The first thing I come across is this little teahouse by the river, many merchants in the 18th century had one at the back of their houses usually placed in a french style garden near the river. This tea room is now home to the oldest working pewter foundry in the Netherlands. Where authentic bronze moulds from 1967 are still used to create their products.

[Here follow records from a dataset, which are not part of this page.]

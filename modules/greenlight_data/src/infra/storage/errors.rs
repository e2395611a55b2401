//! Translation of sqlx failures into domain errors.

use std::future::Future;
use std::time::Duration;

use tracing::warn;

use crate::domain::error::DomainError;

/// Unique constraint guarding `users.email`.
pub const USERS_EMAIL_KEY: &str = "users_email_key";

pub fn classify(err: sqlx::Error, op: &'static str) -> DomainError {
    if let Some(db_err) = err.as_database_error() {
        if db_err.is_unique_violation() && db_err.constraint() == Some(USERS_EMAIL_KEY) {
            return DomainError::DuplicateEmail;
        }
    }
    match err {
        sqlx::Error::RowNotFound => DomainError::NotFound,
        other => DomainError::database(format!("{op}: {other}")),
    }
}

/// Run a store call under `timeout`. Expiry is reported as a database error.
pub async fn with_deadline<T, F>(timeout: Duration, op: &'static str, fut: F) -> Result<T, DomainError>
where
    F: Future<Output = Result<T, sqlx::Error>>,
{
    match tokio::time::timeout(timeout, fut).await {
        Ok(res) => res.map_err(|e| classify(e, op)),
        Err(_) => {
            warn!(op, ?timeout, "Store call exceeded its deadline");
            Err(DomainError::database(format!("{op}: timed out after {timeout:?}")))
        }
    }
}
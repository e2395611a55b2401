use argon2::password_hash::{rand_core::OsRng, PasswordHash, PasswordHasher, PasswordVerifier, SaltString};
use argon2::{Algorithm, Argon2, Params, Version};
use zeroize::Zeroizing;

use crate::config::PasswordHashing;
use crate::contract::model::{Password, User};
use crate::domain::error::DomainError;
use crate::domain::validator::{matches, Validator, EMAIL_RX};

pub const MAX_NAME_BYTES: usize = 500;
pub const MIN_PASSWORD_BYTES: usize = 8;
pub const MAX_PASSWORD_BYTES: usize = 72;

impl PasswordHashing {
    fn hasher(&self) -> Result<Argon2<'static>, DomainError> {
        let params = Params::new(self.memory_kib, self.iterations, self.parallelism, None)
            .map_err(|e| DomainError::hashing(e.to_string()))?;
        Ok(Argon2::new(Algorithm::Argon2id, Version::V0x13, params))
    }
}

impl Password {
    /// Hash `plaintext` with a fresh salt and keep the plaintext around for
    /// validation.
    pub fn set(&mut self, plaintext: &str, params: &PasswordHashing) -> Result<(), DomainError> {
        let salt = SaltString::generate(&mut OsRng);
        let hash = params
            .hasher()?
            .hash_password(plaintext.as_bytes(), &salt)
            .map_err(|e| DomainError::hashing(e.to_string()))?
            .to_string();

        self.plaintext = Some(Zeroizing::new(plaintext.to_string()));
        self.hash = Some(hash);
        Ok(())
    }

    /// `Ok(false)` on a wrong password; `Err` only when the stored hash is
    /// missing or unreadable.
    pub fn matches(&self, plaintext: &str) -> Result<bool, DomainError> {
        let stored = self
            .hash
            .as_deref()
            .ok_or_else(|| DomainError::hashing("no password hash to compare against"))?;
        let parsed = PasswordHash::new(stored).map_err(|e| DomainError::hashing(e.to_string()))?;

        // Cost parameters come from the PHC string, not from the verifier.
        match Argon2::default().verify_password(plaintext.as_bytes(), &parsed) {
            Ok(()) => Ok(true),
            Err(argon2::password_hash::Error::Password) => Ok(false),
            Err(e) => Err(DomainError::hashing(e.to_string())),
        }
    }

    /// Drop the plaintext once it is no longer needed.
    pub fn clear_plaintext(&mut self) {
        self.plaintext = None;
    }
}

pub fn validate_email(v: &mut Validator, email: &str) {
    v.check(!email.is_empty(), "email", "must be provided");
    v.check(
        matches(email, &EMAIL_RX),
        "email",
        "must be a valid email address",
    );
}

pub fn validate_password_plaintext(v: &mut Validator, password: &str) {
    v.check(!password.is_empty(), "password", "must be provided");
    v.check(
        (MIN_PASSWORD_BYTES..=MAX_PASSWORD_BYTES).contains(&password.len()),
        "password",
        "must be at least 8 bytes long and not be more than 72 bytes long",
    );
}

/// Validate a fully-formed user.
///
/// # Panics
/// When the user has no password hash. That is a construction bug, not bad input.
pub fn validate_user(v: &mut Validator, user: &User) {
    v.check(!user.name.is_empty(), "name", "must be provided");
    v.check(
        user.name.len() <= MAX_NAME_BYTES,
        "name",
        "must not be more than 500 bytes long",
    );

    validate_email(v, &user.email);

    if let Some(plaintext) = user.password.plaintext() {
        validate_password_plaintext(v, plaintext);
    }

    assert!(user.password.has_hash(), "missing password hash for user");
}
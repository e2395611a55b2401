// === PUBLIC CONTRACT ===
// Only the contract module should be public for other modules to consume
pub mod contract;

pub use contract::{error, model};

// === MODULE WIRING ===
pub mod module;
pub use module::GreenlightData;

// === INTERNAL MODULES ===
// Exposed for transport adapters and tests. Prefer `contract` for stable APIs.
#[doc(hidden)]
pub mod api;
#[doc(hidden)]
pub mod config;
#[doc(hidden)]
pub mod domain;
#[doc(hidden)]
pub mod infra;
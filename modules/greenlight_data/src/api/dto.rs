use chrono::{DateTime, Utc};
use serde::{Deserialize, Serialize};

use crate::contract::model::{Metadata, Movie, MoviePatch, NewMovie, NewUser, Runtime, User, UserPatch};

/// Public JSON form of a movie. `created_at` is internal and never emitted.
#[derive(Debug, Clone, PartialEq, Eq, Serialize, Deserialize)]
pub struct MovieDto {
    pub id: i64,
    pub title: String,
    #[serde(default, skip_serializing_if = "is_zero")]
    pub year: i32,
    #[serde(default, skip_serializing_if = "Runtime::is_zero")]
    pub runtime: Runtime,
    #[serde(default, skip_serializing_if = "Vec::is_empty")]
    pub genres: Vec<String>,
    pub version: i32,
}

/// Public JSON form of a user. Password and version stay private.
#[derive(Debug, Clone, PartialEq, Eq, Serialize, Deserialize)]
pub struct UserDto {
    pub id: i64,
    pub created_at: DateTime<Utc>,
    pub name: String,
    pub email: String,
    pub activated: bool,
}

/// Envelope for a page of movies.
#[derive(Debug, Clone, Serialize)]
pub struct MovieListDto {
    pub movies: Vec<MovieDto>,
    pub metadata: Metadata,
}

/// Body of a create-movie request. Missing fields are left zero and caught by validation.
#[derive(Debug, Clone, Default, Deserialize)]
#[serde(default, deny_unknown_fields)]
pub struct CreateMovieReq {
    pub title: String,
    pub year: i32,
    pub runtime: Runtime,
    pub genres: Vec<String>,
}

#[derive(Debug, Clone, Default, Deserialize)]
#[serde(default, deny_unknown_fields)]
pub struct UpdateMovieReq {
    pub title: Option<String>,
    pub year: Option<i32>,
    pub runtime: Option<Runtime>,
    pub genres: Option<Vec<String>>,
}

#[derive(Clone, Default, Deserialize)]
#[serde(default, deny_unknown_fields)]
pub struct RegisterUserReq {
    pub name: String,
    pub email: String,
    pub password: String,
}

#[derive(Clone, Default, Deserialize)]
#[serde(default, deny_unknown_fields)]
pub struct UpdateUserReq {
    pub name: Option<String>,
    pub email: Option<String>,
    pub password: Option<String>,
    pub activated: Option<bool>,
}

fn is_zero(v: &i32) -> bool {
    *v == 0
}

impl From<Movie> for MovieDto {
    fn from(m: Movie) -> Self {
        Self {
            id: m.id,
            title: m.title,
            year: m.year,
            runtime: m.runtime,
            genres: m.genres,
            version: m.version,
        }
    }
}

impl From<User> for UserDto {
    fn from(u: User) -> Self {
        Self {
            id: u.id,
            created_at: u.created_at,
            name: u.name,
            email: u.email,
            activated: u.activated,
        }
    }
}

impl MovieListDto {
    pub fn new(movies: Vec<Movie>, metadata: Metadata) -> Self {
        Self {
            movies: movies.into_iter().map(MovieDto::from).collect(),
            metadata,
        }
    }
}

impl From<CreateMovieReq> for NewMovie {
    fn from(req: CreateMovieReq) -> Self {
        Self {
            title: req.title,
            year: req.year,
            runtime: req.runtime,
            genres: req.genres,
        }
    }
}

impl From<UpdateMovieReq> for MoviePatch {
    fn from(req: UpdateMovieReq) -> Self {
        Self {
            title: req.title,
            year: req.year,
            runtime: req.runtime,
            genres: req.genres,
        }
    }
}

impl From<RegisterUserReq> for NewUser {
    fn from(req: RegisterUserReq) -> Self {
        Self {
            name: req.name,
            email: req.email,
            password: req.password,
        }
    }
}

impl From<UpdateUserReq> for UserPatch {
    fn from(req: UpdateUserReq) -> Self {
        Self {
            name: req.name,
            email: req.email,
            password: req.password,
            activated: req.activated,
        }
    }
}

#[cfg(test)]
mod tests {
    use super::*;
    use serde_json::json;

    #[test]
    fn movie_json_shape() {
        let dto = MovieDto::from(Movie {
            id: 1,
            created_at: Utc::now(),
            title: "Casablanca".into(),
            year: 1942,
            runtime: Runtime(102),
            genres: vec!["drama".into(), "romance".into()],
            version: 1,
        });
        assert_eq!(
            serde_json::to_value(&dto).unwrap(),
            json!({
                "id": 1,
                "title": "Casablanca",
                "year": 1942,
                "runtime": "102",
                "genres": ["drama", "romance"],
                "version": 1
            })
        );
    }

    #[test]
    fn zero_movie_fields_are_omitted() {
        let dto = MovieDto::from(Movie {
            id: 2,
            title: "Untitled".into(),
            version: 1,
            ..Default::default()
        });
        assert_eq!(
            serde_json::to_value(&dto).unwrap(),
            json!({ "id": 2, "title": "Untitled", "version": 1 })
        );
    }

    #[test]
    fn user_json_hides_password_and_version() {
        let mut user = User {
            id: 9,
            name: "Alice".into(),
            email: "alice@example.com".into(),
            version: 4,
            ..Default::default()
        };
        user.password = crate::contract::model::Password::from_hash("$argon2id$v=19$secret");
        let value = serde_json::to_value(UserDto::from(user)).unwrap();
        let obj = value.as_object().unwrap();
        let mut keys: Vec<_> = obj.keys().map(String::as_str).collect();
        keys.sort_unstable();
        assert_eq!(keys, ["activated", "created_at", "email", "id", "name"]);
        assert!(!value.to_string().contains("argon2id"));
    }

    #[test]
    fn create_request_accepts_either_runtime_form() {
        let a: CreateMovieReq = serde_json::from_value(json!({
            "title": "Moana", "year": 2016, "runtime": "107", "genres": ["animation"]
        }))
        .unwrap();
        let b: CreateMovieReq = serde_json::from_value(json!({
            "title": "Moana", "year": 2016, "runtime": 107, "genres": ["animation"]
        }))
        .unwrap();
        assert_eq!(a.runtime, Runtime(107));
        assert_eq!(a.runtime, b.runtime);
    }

    #[test]
    fn create_request_rejects_bad_runtime_and_unknown_fields() {
        assert!(serde_json::from_value::<CreateMovieReq>(json!({ "runtime": "107 mins" })).is_err());
        assert!(serde_json::from_value::<CreateMovieReq>(json!({ "rating": 5 })).is_err());
    }

    #[test]
    fn missing_fields_become_zero_values() {
        let req: CreateMovieReq = serde_json::from_value(json!({ "title": "Moana" })).unwrap();
        let new = NewMovie::from(req);
        assert_eq!(new.year, 0);
        assert!(new.runtime.is_zero());
        assert!(new.genres.is_empty());
    }

    #[test]
    fn update_request_distinguishes_absent_fields() {
        let req: UpdateMovieReq = serde_json::from_value(json!({ "year": 1943 })).unwrap();
        let patch = MoviePatch::from(req);
        assert_eq!(patch.year, Some(1943));
        assert!(patch.title.is_none());
        assert!(patch.runtime.is_none());
    }

    #[test]
    fn list_envelope_with_empty_metadata() {
        let value = serde_json::to_value(MovieListDto::new(vec![], Metadata::default())).unwrap();
        assert_eq!(value, json!({ "movies": [], "metadata": {} }));
    }
}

Of course every village needs a grocery store, but this one is not your ‘common’ store. It’s a replica of the first Albert Heijn store from 1887. Albert Heijn is the biggest Dutch supermarket chain in the Netherlands and named after Albert Heijn, Sr., the founder of the first store in Oostzaan.
Of course by now you will have noticed the typical style in which most of the houses are build. It was a common style in the 17th century, made out of wood and painted green and white. The gables were often decorated, which also made the construction waterproof. The front doors, nicknamed ‘death doors’, were only used for weddings or funerals.
Merchants who lived on the river Zaan often had a garden on the opposite side of the road: this ensured that they had an unobstructed view of the landscape, but it was also used as an ornamental garden. This gardens were named Overtuin (over-garden). Landscape gardening was influenced by the French style. A statuette of ‘Fame’, the angel with the trumpet, and a sun-dial were favorite centerpieces in these gardens.
Merchant House the Mole built in the seventeenth century. Large parts of the interior are still in the original condition. The walls of the front room are tiled, the house has an open spiral staircase and the cupboard bed in the back room is still in use. The house ‘is named after the Mol family who used to live there. Over the front door you can see the family arms, showing a mole.
Crossing bridges and down the paths you can’t help but stop at almost every house to take in the history or just the lovely views. This polder (an area of reclaimed land) is a typical example of the soft boggy pastureland of the region with it’s low-lying land surrounded by drainage channels. The water in the polder is regulated by windmills. The polder itself is now a nature reserve to many meadowland-, water- and wildfowl, you might even come across a grass snake.
I can hear you think, you’re talking all about Dutch history and culture, so where’s the wooden shoes? Well, let’s head to the Schippersplein (sailors square) which is surrounded by 18th century storage barns and warehouses. Because of the soft soil wood was the most common used building material. And most of the buildings were tarred to protect them from mildew. The Wooden Shoe Workshop is situated in a former 1780 snuff, flour and grain warehouse ‘de vreede’, relocated to the Zaanse Schans in 1984. Part of the storehouse has been devoted to the Wooden Shoe Museum, one of the finest and most extensive collection of wooden shoes to be found anywhere in the world.
There’s really so much to see and experience here. There is also a cheese maker’s selling all sorts of different cheeses. Diamonds are cut and Dutch pottery is painted by hand. There is also a traditionally distilled liqueur made here. Or you can even choose to stay at the Zaanse Schans’s Bed & Breakfast Heerlijck Slapen. Along Zeilenmakerspad, you will find the bakery and museum ‘In de Gecroonde Duyvekater’ which takes its name from the duivekater, a popular sweet local bread which you can still buy here!
For me it’s time to head to restaurant Hope for the black whale (De Hoop op d’Swarte Walvis) for a coffee and a piece of traditional Dutch apple pie, before I make my way to the windmills. The front part of this restaurant used to be an orphanage and was built in 1717 in the village of Westzaan.